*** Opening Records supplied ***

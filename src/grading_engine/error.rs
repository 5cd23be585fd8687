use thiserror::Error;

/// Authoring errors detected while selecting choices.
#[derive(Error, Debug, Clone, PartialEq, Eq)]
pub enum SelectionError {
    #[error("response has no choices")]
    EmptyChoiceSet,
    #[error("response has no correct choice")]
    NoCorrectChoice,
}

#[derive(Error, Debug)]
pub enum DefinitionError {
    #[error("invalid response {response_id}: {source}")]
    InvalidResponse {
        response_id: String,
        #[source]
        source: SelectionError,
    },
    #[error("duplicate response id: {0}")]
    DuplicateResponseId(String),
    #[error("problem {0} has no responses")]
    NoResponses(String),
    #[error(transparent)]
    JsonParse(#[from] serde_json::Error),
    #[error(transparent)]
    Io(#[from] std::io::Error),
}

/// Problems with a learner's submission.
#[derive(Error, Debug, Clone, PartialEq, Eq)]
pub enum GradeError {
    #[error("no answer submitted for response {0}")]
    MissingAnswer(String),
    #[error("unknown choice: {0}")]
    UnknownChoice(String),
    #[error("choice {0} was not presented to the learner")]
    NotPresented(String),
    #[error("invalid answer shape: expected {expected}, got {actual} choices")]
    InvalidAnswerShape { expected: &'static str, actual: usize },
}

#[derive(Error, Debug)]
pub enum ProblemError {
    #[error(transparent)]
    Selection(#[from] SelectionError),
    #[error(transparent)]
    Grade(#[from] GradeError),
}
use std::collections::{BTreeMap, HashSet};

use serde::{Deserialize, Serialize};
use tracing::{debug, instrument};

use crate::grading_engine::{
    definition::{ProblemDefinition, ResponseDefinition},
    error::{DefinitionError, GradeError, ProblemError, SelectionError},
    models::{Seed, SelectionResult, StudentAnswer},
    response::{CheckboxResponse, Grade, MultipleChoiceResponse, RenderedResponse, ResponseType},
};

/// Learner submissions keyed by response id.
pub type StudentAnswers = BTreeMap<String, StudentAnswer>;

#[derive(Debug, Clone, PartialEq, Eq, Serialize, Deserialize)]
pub struct RenderedProblem {
    pub problem_id: String,
    pub seed: Seed,
    pub responses: Vec<RenderedResponse>,
}

#[derive(Debug, Clone, PartialEq, Eq, Serialize, Deserialize)]
pub struct ProblemGrade {
    pub problem_id: String,
    pub grades: Vec<Grade>,
    pub score: usize,
    pub max_score: usize,
}

/// A validated problem. Holds no seed; every call takes one.
#[derive(Debug)]
pub struct Problem {
    id: String,
    responses: Vec<Box<dyn ResponseType>>,
}

impl Problem {
    pub fn from_definition(def: &ProblemDefinition) -> Result<Self, DefinitionError> {
        if def.responses.is_empty() {
            return Err(DefinitionError::NoResponses(def.id.clone()));
        }

        let mut seen = HashSet::new();
        let mut responses: Vec<Box<dyn ResponseType>> = Vec::with_capacity(def.responses.len());
        for (index, rdef) in def.responses.iter().enumerate() {
            let response_id = def.response_id(index);
            if !seen.insert(response_id.clone()) {
                return Err(DefinitionError::DuplicateResponseId(response_id));
            }
            let response: Box<dyn ResponseType> = match rdef {
                ResponseDefinition::MultipleChoice(d) => {
                    Box::new(MultipleChoiceResponse::from_definition(response_id.clone(), d))
                }
                ResponseDefinition::Checkbox(d) => {
                    Box::new(CheckboxResponse::from_definition(response_id.clone(), d))
                }
            };
            response
                .validate()
                .map_err(|source| DefinitionError::InvalidResponse { response_id, source })?;
            responses.push(response);
        }

        Ok(Problem { id: def.id.clone(), responses })
    }

    pub fn id(&self) -> &str {
        &self.id
    }

    pub fn responses(&self) -> &[Box<dyn ResponseType>] {
        &self.responses
    }

    /// One selection per response, each seeded from `(seed, position)` so a
    /// response never depends on how many draws the ones before it made.
    #[instrument(level = "debug", skip(self), fields(problem = %self.id))]
    pub fn select_all(&self, seed: Seed) -> Result<Vec<SelectionResult>, SelectionError> {
        self.responses
            .iter()
            .enumerate()
            .map(|(i, r)| r.select_choices(seed.for_position(i)))
            .collect()
    }

    pub fn render(
        &self,
        seed: Seed,
        answers: &StudentAnswers,
        show_solutions: bool,
    ) -> Result<RenderedProblem, ProblemError> {
        let selections = self.select_all(seed)?;
        let responses = self
            .responses
            .iter()
            .zip(&selections)
            .map(|(r, sel)| r.render(sel, answers.get(r.id()), show_solutions))
            .collect();
        Ok(RenderedProblem { problem_id: self.id.clone(), seed, responses })
    }

    /// Grade every response; all of them must be answered.
    pub fn grade(&self, seed: Seed, answers: &StudentAnswers) -> Result<ProblemGrade, ProblemError> {
        let selections = self.select_all(seed)?;
        let mut grades = Vec::with_capacity(self.responses.len());
        for (response, selection) in self.responses.iter().zip(&selections) {
            let answer = answers
                .get(response.id())
                .ok_or_else(|| GradeError::MissingAnswer(response.id().to_string()))?;
            grades.push(response.grade(selection, answer)?);
        }
        let score = grades.iter().filter(|g| g.correct).count();
        debug!(target: "capa_answer_pool", problem = %self.id, %seed, score, max_score = grades.len(), "Graded problem");
        Ok(ProblemGrade {
            problem_id: self.id.clone(),
            max_score: grades.len(),
            score,
            grades,
        })
    }
}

*** Closing Records supplied ***

Work order: Only lines with the word "SelectionResult" count here; copy every one from the records.

Task result:
    models::{Seed, SelectionResult, StudentAnswer},
    pub fn select_all(&self, seed: Seed) -> Result<Vec<SelectionResult>, SelectionError> {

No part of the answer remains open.